What you should do:
Starting from the first line below, repeat the data exactly through to the last.

Data:
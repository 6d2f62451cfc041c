use serenity::client::Context;
use serenity::prelude::TypeMapKey;

/// `vine-whip` => `Vine Whip`
pub fn title_case(name: &str) -> String {
    name.split(|c: char| c == '-' || c == '_' || c.is_whitespace())
        .filter(|v| !v.is_empty())
        .map(|word| {
            let mut chars = word.chars();
            match chars.next() {
                Some(first) => first.to_uppercase().chain(chars).collect(),
                None => String::new(),
            }
        })
        .collect::<Vec<String>>()
        .join(" ")
}

#[inline]
pub async fn get_data<T>(ctx: &Context) -> Option<T::Value>
where
    T: TypeMapKey,
    T::Value: Clone,
{
    ctx.data.read().await.get::<T>().cloned()
}

#[cfg(test)]
mod tests {
    use super::title_case;

    #[test]
    fn titles() {
        assert_eq!(title_case("vine-whip"), "Vine Whip");
        assert_eq!(title_case("bulbasaur"), "Bulbasaur");
        assert_eq!(title_case("mr-mime"), "Mr Mime");
        assert_eq!(title_case(""), "");
    }
}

Result of the exercise:
repository 6d2f62451cfc041c
use serenity::client::Context;
use serenity::prelude::TypeMapKey;

/// `vine-whip` => `Vine Whip`
pub fn title_case(name: &str) -> String {
    name.split(|c: char| c == '-' || c == '_' || c.is_whitespace())
        .filter(|v| !v.is_empty())
        .map(|word| {
            let mut chars = word.chars();
            match chars.next() {
                Some(first) => first.to_uppercase().chain(chars).collect(),
                None => String::new(),
            }
        })
        .collect::<Vec<String>>()
        .join(" ")
}

#[inline]
pub async fn get_data<T>(ctx: &Context) -> Option<T::Value>
where
    T: TypeMapKey,
    T::Value: Clone,
{
    ctx.data.read().await.get::<T>().cloned()
}

#[cfg(test)]
mod tests {
    use super::title_case;

    #[test]
    fn titles() {
        assert_eq!(title_case("vine-whip"), "Vine Whip");
        assert_eq!(title_case("bulbasaur"), "Bulbasaur");
        assert_eq!(title_case("mr-mime"), "Mr Mime");
        assert_eq!(title_case(""), "");
    }
}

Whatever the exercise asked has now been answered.